→ **Work to be completed**: Give the number of lines in the data below that contain "uploaded", and only that number.
-- Records supplied follows --
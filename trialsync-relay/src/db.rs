// SPDX-FileCopyrightText: 2026 Mattia Egloff <mattia.egloff@pm.me>
//
// SPDX-License-Identifier: GPL-3.0-or-later

//! Relay Database
//!
//! One SQLite database for credentials, tokens, enrollment bindings and
//! ingested events. The audit log lives in its own store.

use std::path::Path;

use parking_lot::{Mutex, MutexGuard};
use rusqlite::Connection;
use time::OffsetDateTime;
use trialsync_core::storage::migration::{Migration, MigrationAction, MigrationRunner};

use crate::error::RelayError;

/// Serialized access to the relay database.
pub struct RelayDb {
    conn: Mutex<Connection>,
}

impl RelayDb {
    /// Opens or creates the database at `path`.
    pub fn open<P: AsRef<Path>>(path: P) -> Result<Self, RelayError> {
        let conn = Connection::open(path)?;
        conn.pragma_update(None, "journal_mode", "WAL")?;
        Self::init(conn)
    }

    /// Creates an in-memory database.
    pub fn in_memory() -> Result<Self, RelayError> {
        Self::init(Connection::open_in_memory()?)
    }

    fn init(conn: Connection) -> Result<Self, RelayError> {
        conn.pragma_update(None, "foreign_keys", "ON")?;
        MigrationRunner::run(&conn, &relay_migrations())?;
        Ok(RelayDb {
            conn: Mutex::new(conn),
        })
    }

    pub(crate) fn conn(&self) -> MutexGuard<'_, Connection> {
        self.conn.lock()
    }

    /// Cheap liveness probe for `/ready`.
    pub fn is_healthy(&self) -> bool {
        self.conn()
            .query_row("SELECT 1", [], |row| row.get::<_, i64>(0))
            .is_ok()
    }
}

pub(crate) fn to_instant(unix: i64) -> Result<OffsetDateTime, RelayError> {
    OffsetDateTime::from_unix_timestamp(unix)
        .map_err(|e| RelayError::Corrupt(format!("timestamp {unix}: {e}")))
}

fn relay_migrations() -> Vec<Migration> {
    vec![Migration {
        version: 1,
        name: "relay_state",
        action: MigrationAction::Sql(MIGRATION_V1_RELAY_STATE),
    }]
}

/// Migration v1: credentials, tokens, bindings and ingested events.
const MIGRATION_V1_RELAY_STATE: &str = "
    CREATE TABLE IF NOT EXISTS credentials (
        user_id TEXT PRIMARY KEY,
        salt TEXT NOT NULL,
        hash TEXT NOT NULL,
        updated_at INTEGER NOT NULL
    );

    CREATE TABLE IF NOT EXISTS tokens (
        token_id TEXT PRIMARY KEY,
        patient_id TEXT NOT NULL,
        issued_at INTEGER NOT NULL,
        revoked_at INTEGER
    );

    CREATE INDEX IF NOT EXISTS idx_tokens_patient ON tokens(patient_id);

    CREATE TABLE IF NOT EXISTS bindings (
        patient_id TEXT PRIMARY KEY,
        device_id TEXT NOT NULL,
        token_id TEXT NOT NULL REFERENCES tokens(token_id),
        bound_at INTEGER NOT NULL,
        study_start_approved_at INTEGER
    );

    CREATE TRIGGER IF NOT EXISTS bindings_device_fixed BEFORE UPDATE OF device_id ON bindings
    BEGIN
        SELECT RAISE(ABORT, 'bound device is immutable');
    END;

    CREATE TABLE IF NOT EXISTS ingested_events (
        event_id TEXT PRIMARY KEY,
        patient_id TEXT NOT NULL,
        device_id TEXT NOT NULL,
        payload TEXT NOT NULL,
        received_at INTEGER NOT NULL
    );

    CREATE INDEX IF NOT EXISTS idx_ingested_patient ON ingested_events(patient_id);
";
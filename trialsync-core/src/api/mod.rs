// SPDX-FileCopyrightText: 2026 Mattia Egloff <mattia.egloff@pm.me>
//
// SPDX-License-Identifier: GPL-3.0-or-later

//! TrialSync API Layer
//!
//! High-level API for patient devices.
//!
//! # Example
//!
//! ```ignore
//! use trialsync_core::api::TrialSync;
//! use trialsync_core::event::Severity;
//!
//! let ts = TrialSync::open("trialsync.db", "patient-1", "device-1", Default::default())?;
//! let event = ts.record(
//!     ts.draft(start).with_end(end).with_severity(Severity::new(3)?),
//! )?;
//!
//! ts.submit_gating_questionnaire()?;
//! let engine = ts.http_sync_engine(token)?;
//! engine.run(shutdown).await?;
//! ```
//!
//! # Module Structure
//!
//! - [`error`] - Error types for the API layer
//! - [`config`] - Configuration types
//! - [`events`] - Sync notices for callbacks
//! - [`trialsync`] - Main orchestrator

pub mod config;
pub mod error;
pub mod events;
mod trialsync;

pub use config::SyncConfig;
pub use error::{TrialSyncError, TrialSyncResult};
pub use events::{CallbackHandler, NoticeDispatcher, NoticeHandler, SyncNotice};
pub use trialsync::TrialSync;
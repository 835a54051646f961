// SPDX-FileCopyrightText: 2026 Mattia Egloff <mattia.egloff@pm.me>
//
// SPDX-License-Identifier: GPL-3.0-or-later

//! Event Ingest
//!
//! Central copy of uploaded events, keyed by event id. Re-sent events are
//! acknowledged without being stored twice.

use std::sync::Arc;

use rusqlite::{params, OptionalExtension, TransactionBehavior};
use time::OffsetDateTime;
use trialsync_core::event::EventId;
use trialsync_core::network::WireEvent;

use crate::db::RelayDb;
use crate::error::RelayError;

/// What happened to one uploaded event.
#[derive(Debug, Clone, Copy, PartialEq, Eq)]
pub enum IngestOutcome {
    Inserted,
    /// The id was already stored; the stored copy is kept.
    Duplicate,
}

#[derive(Clone)]
pub struct IngestStore {
    db: Arc<RelayDb>,
}

impl IngestStore {
    pub fn new(db: Arc<RelayDb>) -> Self {
        IngestStore { db }
    }

    /// Stores a verified batch in one transaction.
    pub fn ingest(
        &self,
        events: &[WireEvent],
        received_at: OffsetDateTime,
    ) -> Result<Vec<IngestOutcome>, RelayError> {
        let mut conn = self.db.conn();
        let tx = conn.transaction_with_behavior(TransactionBehavior::Immediate)?;

        let mut outcomes = Vec::with_capacity(events.len());
        {
            let mut stmt = tx.prepare(
                "INSERT INTO ingested_events (event_id, patient_id, device_id, payload, received_at)
                 VALUES (?1, ?2, ?3, ?4, ?5)
                 ON CONFLICT(event_id) DO NOTHING",
            )?;
            for event in events {
                let payload = serde_json::to_string(event)?;
                let inserted = stmt.execute(params![
                    event.event_id.to_string(),
                    event.patient_id,
                    event.device_id,
                    payload,
                    received_at.unix_timestamp(),
                ])?;
                outcomes.push(if inserted == 1 {
                    IngestOutcome::Inserted
                } else {
                    IngestOutcome::Duplicate
                });
            }
        }
        tx.commit()?;

        Ok(outcomes)
    }

    pub fn get(&self, event_id: &EventId) -> Result<Option<WireEvent>, RelayError> {
        let payload = self
            .db
            .conn()
            .query_row(
                "SELECT payload FROM ingested_events WHERE event_id = ?1",
                params![event_id.to_string()],
                |row| row.get::<_, String>(0),
            )
            .optional()?;

        payload
            .map(|p| serde_json::from_str(&p).map_err(RelayError::from))
            .transpose()
    }

    pub fn count(&self) -> Result<usize, RelayError> {
        let n: i64 = self
            .db
            .conn()
            .query_row("SELECT COUNT(*) FROM ingested_events", [], |row| row.get(0))?;
        Ok(n as usize)
    }

    pub fn count_for_patient(&self, patient_id: &str) -> Result<usize, RelayError> {
        let n: i64 = self.db.conn().query_row(
            "SELECT COUNT(*) FROM ingested_events WHERE patient_id = ?1",
            params![patient_id],
            |row| row.get(0),
        )?;
        Ok(n as usize)
    }
}
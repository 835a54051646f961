// SPDX-FileCopyrightText: 2026 Mattia Egloff <mattia.egloff@pm.me>
//
// SPDX-License-Identifier: GPL-3.0-or-later

//! Event log storage operations.

use rusqlite::types::Type;
use rusqlite::{params, OptionalExtension, Row};
use time::{Date, OffsetDateTime, UtcOffset};

use crate::event::{Event, EventId, EventType, Severity, SyncRecord, SyncStatus};

use super::{Storage, StorageError};

/// Columns selected for every event read, joined with its sync record.
const EVENT_COLUMNS: &str = "e.sequence, e.id, e.patient_id, e.device_id, e.event_type,
    e.start_at, e.end_at, e.utc_offset, e.severity, e.notes, e.supersedes, e.recorded_at,
    e.duration_minutes, s.status, s.attempts, s.last_attempt_at, s.last_error,
    s.next_attempt_at, s.stalled";

/// An event that passed validation and is about to be admitted.
#[derive(Debug, Clone)]
pub struct NewEvent {
    pub id: EventId,
    pub patient_id: String,
    pub device_id: String,
    pub event_type: EventType,
    pub start: OffsetDateTime,
    pub end: Option<OffsetDateTime>,
    pub severity: Option<Severity>,
    pub utc_offset: UtcOffset,
    pub local_date: Date,
    pub notes: Option<String>,
    pub supersedes: Option<EventId>,
    pub recorded_at: OffsetDateTime,
    pub duration_minutes: Option<i64>,
}

/// Keyset position in capture-time order.
#[derive(Debug, Clone, Copy, PartialEq, Eq)]
pub struct QueryCursor {
    pub start_at: i64,
    pub sequence: u64,
}

impl QueryCursor {
    /// Position before every event.
    pub fn origin() -> Self {
        QueryCursor {
            start_at: i64::MIN,
            sequence: 0,
        }
    }

    pub fn after(event: &Event) -> Self {
        QueryCursor {
            start_at: event.start.unix_timestamp(),
            sequence: event.sequence,
        }
    }
}

impl Storage {
    // === Event Log Operations ===

    /// Appends an event and its pending sync record, returning the assigned
    /// sequence number.
    ///
    /// Callers run this inside [`Storage::write_transaction`] together with
    /// their admission checks.
    pub fn insert_event(&self, event: &NewEvent) -> Result<u64, StorageError> {
        let sequence: i64 = self.conn.query_row(
            "SELECT COALESCE(MAX(sequence), 0) + 1 FROM events",
            [],
            |row| row.get(0),
        )?;

        self.conn.execute(
            "INSERT INTO events
             (sequence, id, patient_id, device_id, event_type, start_at, end_at, utc_offset,
              local_date, severity, notes, supersedes, recorded_at, duration_minutes)
             VALUES (?1, ?2, ?3, ?4, ?5, ?6, ?7, ?8, ?9, ?10, ?11, ?12, ?13, ?14)",
            params![
                sequence,
                event.id.to_string(),
                event.patient_id,
                event.device_id,
                event.event_type.as_str(),
                event.start.unix_timestamp(),
                event.end.map(|end| end.unix_timestamp()),
                event.utc_offset.whole_seconds(),
                event.local_date.to_string(),
                event.severity.map(|s| s.value()),
                event.notes,
                event.supersedes.map(|id| id.to_string()),
                event.recorded_at.unix_timestamp(),
                event.duration_minutes,
            ],
        )?;

        self.conn.execute(
            "INSERT INTO event_sync (event_id, status) VALUES (?1, 'pending')",
            params![event.id.to_string()],
        )?;

        Ok(sequence as u64)
    }

    /// Gets an event by id.
    pub fn get_event(&self, id: &EventId) -> Result<Option<Event>, StorageError> {
        let sql = format!(
            "SELECT {EVENT_COLUMNS} FROM events e JOIN event_sync s ON s.event_id = e.id
             WHERE e.id = ?1"
        );
        let event = self
            .conn
            .query_row(&sql, params![id.to_string()], row_to_event)
            .optional()?;
        Ok(event)
    }

    /// Returns the id of the event that supersedes `id`, if any.
    pub fn superseded_by(&self, id: &EventId) -> Result<Option<EventId>, StorageError> {
        let successor: Option<String> = self
            .conn
            .query_row(
                "SELECT id FROM events WHERE supersedes = ?1",
                params![id.to_string()],
                |row| row.get(0),
            )
            .optional()?;

        successor
            .map(|s| {
                s.parse::<EventId>()
                    .map_err(|e| StorageError::Corrupt(format!("event id {s}: {e}")))
            })
            .transpose()
    }

    /// Live, time-occupying events of a patient that touch the unix-second
    /// range `from..=to`. Open-ended events count as occupying their start.
    pub fn overlap_candidates(
        &self,
        patient_id: &str,
        from: i64,
        to: i64,
    ) -> Result<Vec<Event>, StorageError> {
        let sql = format!(
            "SELECT {EVENT_COLUMNS} FROM events e JOIN event_sync s ON s.event_id = e.id
             WHERE e.patient_id = ?1
               AND e.start_at <= ?3
               AND COALESCE(e.end_at, e.start_at) >= ?2
               AND e.event_type <> 'superseded_by'
               AND NOT EXISTS (SELECT 1 FROM events c WHERE c.supersedes = e.id)
             ORDER BY e.sequence"
        );
        let mut stmt = self.conn.prepare(&sql)?;
        let rows = stmt.query_map(params![patient_id, from, to], row_to_event)?;

        rows.collect::<Result<Vec<_>, _>>()
            .map_err(StorageError::Database)
    }

    /// Highest committed sequence number, or 0 for an empty log.
    pub fn latest_sequence(&self) -> Result<u64, StorageError> {
        let sequence: i64 =
            self.conn
                .query_row("SELECT COALESCE(MAX(sequence), 0) FROM events", [], |row| {
                    row.get(0)
                })?;
        Ok(sequence as u64)
    }

    /// One page of live events in capture-time order.
    ///
    /// Only events with `sequence <= max_sequence` are visible, and an event
    /// counts as superseded only if its successor is visible too, so repeated
    /// pages observe a single snapshot.
    pub fn query_page(
        &self,
        patient_id: Option<&str>,
        from: OffsetDateTime,
        to: OffsetDateTime,
        max_sequence: u64,
        after: QueryCursor,
        limit: usize,
    ) -> Result<Vec<Event>, StorageError> {
        let sql = format!(
            "SELECT {EVENT_COLUMNS} FROM events e JOIN event_sync s ON s.event_id = e.id
             WHERE e.sequence <= ?1
               AND e.start_at >= ?2 AND e.start_at < ?3
               AND (?4 IS NULL OR e.patient_id = ?4)
               AND (e.start_at > ?5 OR (e.start_at = ?5 AND e.sequence > ?6))
               AND NOT EXISTS (
                   SELECT 1 FROM events c WHERE c.supersedes = e.id AND c.sequence <= ?1
               )
             ORDER BY e.start_at, e.sequence
             LIMIT ?7"
        );
        let mut stmt = self.conn.prepare(&sql)?;
        let rows = stmt.query_map(
            params![
                max_sequence as i64,
                from.unix_timestamp(),
                to.unix_timestamp(),
                patient_id,
                after.start_at,
                after.sequence as i64,
                limit as i64,
            ],
            row_to_event,
        )?;

        rows.collect::<Result<Vec<_>, _>>()
            .map_err(StorageError::Database)
    }

    /// Pending, non-stalled events of a patient whose next attempt is due,
    /// oldest first.
    pub fn due_for_sync(
        &self,
        patient_id: &str,
        now: OffsetDateTime,
        limit: usize,
    ) -> Result<Vec<Event>, StorageError> {
        let sql = format!(
            "SELECT {EVENT_COLUMNS} FROM events e JOIN event_sync s ON s.event_id = e.id
             WHERE e.patient_id = ?1
               AND s.status = 'pending'
               AND s.stalled = 0
               AND (s.next_attempt_at IS NULL OR s.next_attempt_at <= ?2)
             ORDER BY e.sequence
             LIMIT ?3"
        );
        let mut stmt = self.conn.prepare(&sql)?;
        let rows = stmt.query_map(
            params![patient_id, now.unix_timestamp(), limit as i64],
            row_to_event,
        )?;

        rows.collect::<Result<Vec<_>, _>>()
            .map_err(StorageError::Database)
    }
}

fn corrupt(idx: usize, ty: Type, message: String) -> rusqlite::Error {
    rusqlite::Error::FromSqlConversionFailure(idx, ty, Box::new(StorageError::Corrupt(message)))
}

fn instant(idx: usize, unix: i64, offset: UtcOffset) -> rusqlite::Result<OffsetDateTime> {
    OffsetDateTime::from_unix_timestamp(unix)
        .map(|at| at.to_offset(offset))
        .map_err(|e| rusqlite::Error::FromSqlConversionFailure(idx, Type::Integer, Box::new(e)))
}

pub(super) fn optional_instant(
    row: &Row<'_>,
    idx: usize,
) -> rusqlite::Result<Option<OffsetDateTime>> {
    row.get::<_, Option<i64>>(idx)?
        .map(|unix| instant(idx, unix, UtcOffset::UTC))
        .transpose()
}

fn event_id(idx: usize, raw: String) -> rusqlite::Result<EventId> {
    raw.parse::<EventId>()
        .map_err(|e| rusqlite::Error::FromSqlConversionFailure(idx, Type::Text, Box::new(e)))
}

/// Converts a joined events/event_sync row to an Event.
fn row_to_event(row: &Row<'_>) -> rusqlite::Result<Event> {
    let offset_seconds: i32 = row.get(7)?;
    let utc_offset = UtcOffset::from_whole_seconds(offset_seconds)
        .map_err(|e| rusqlite::Error::FromSqlConversionFailure(7, Type::Integer, Box::new(e)))?;

    let event_type: String = row.get(4)?;
    let event_type = EventType::parse(&event_type)
        .ok_or_else(|| corrupt(4, Type::Text, format!("unknown event type '{event_type}'")))?;

    let severity = row
        .get::<_, Option<u8>>(8)?
        .map(|value| {
            Severity::new(value).map_err(|e| corrupt(8, Type::Integer, e.to_string()))
        })
        .transpose()?;

    let supersedes = row
        .get::<_, Option<String>>(10)?
        .map(|raw| event_id(10, raw))
        .transpose()?;

    let status: String = row.get(13)?;
    let status = SyncStatus::parse(&status)
        .ok_or_else(|| corrupt(13, Type::Text, format!("unknown sync status '{status}'")))?;

    Ok(Event {
        sequence: row.get::<_, i64>(0)? as u64,
        id: event_id(1, row.get(1)?)?,
        patient_id: row.get(2)?,
        device_id: row.get(3)?,
        event_type,
        start: instant(5, row.get(5)?, utc_offset)?,
        end: row
            .get::<_, Option<i64>>(6)?
            .map(|unix| instant(6, unix, utc_offset))
            .transpose()?,
        severity,
        utc_offset,
        notes: row.get(9)?,
        supersedes,
        recorded_at: instant(11, row.get(11)?, UtcOffset::UTC)?,
        duration_minutes: row.get(12)?,
        sync: SyncRecord {
            status,
            attempts: row.get::<_, i64>(14)? as u32,
            last_attempt_at: optional_instant(row, 15)?,
            last_error: row.get(16)?,
            next_attempt_at: optional_instant(row, 17)?,
            stalled: row.get(18)?,
        },
    })
}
-- Records supplied concluded --
→ **Exercise response**: 2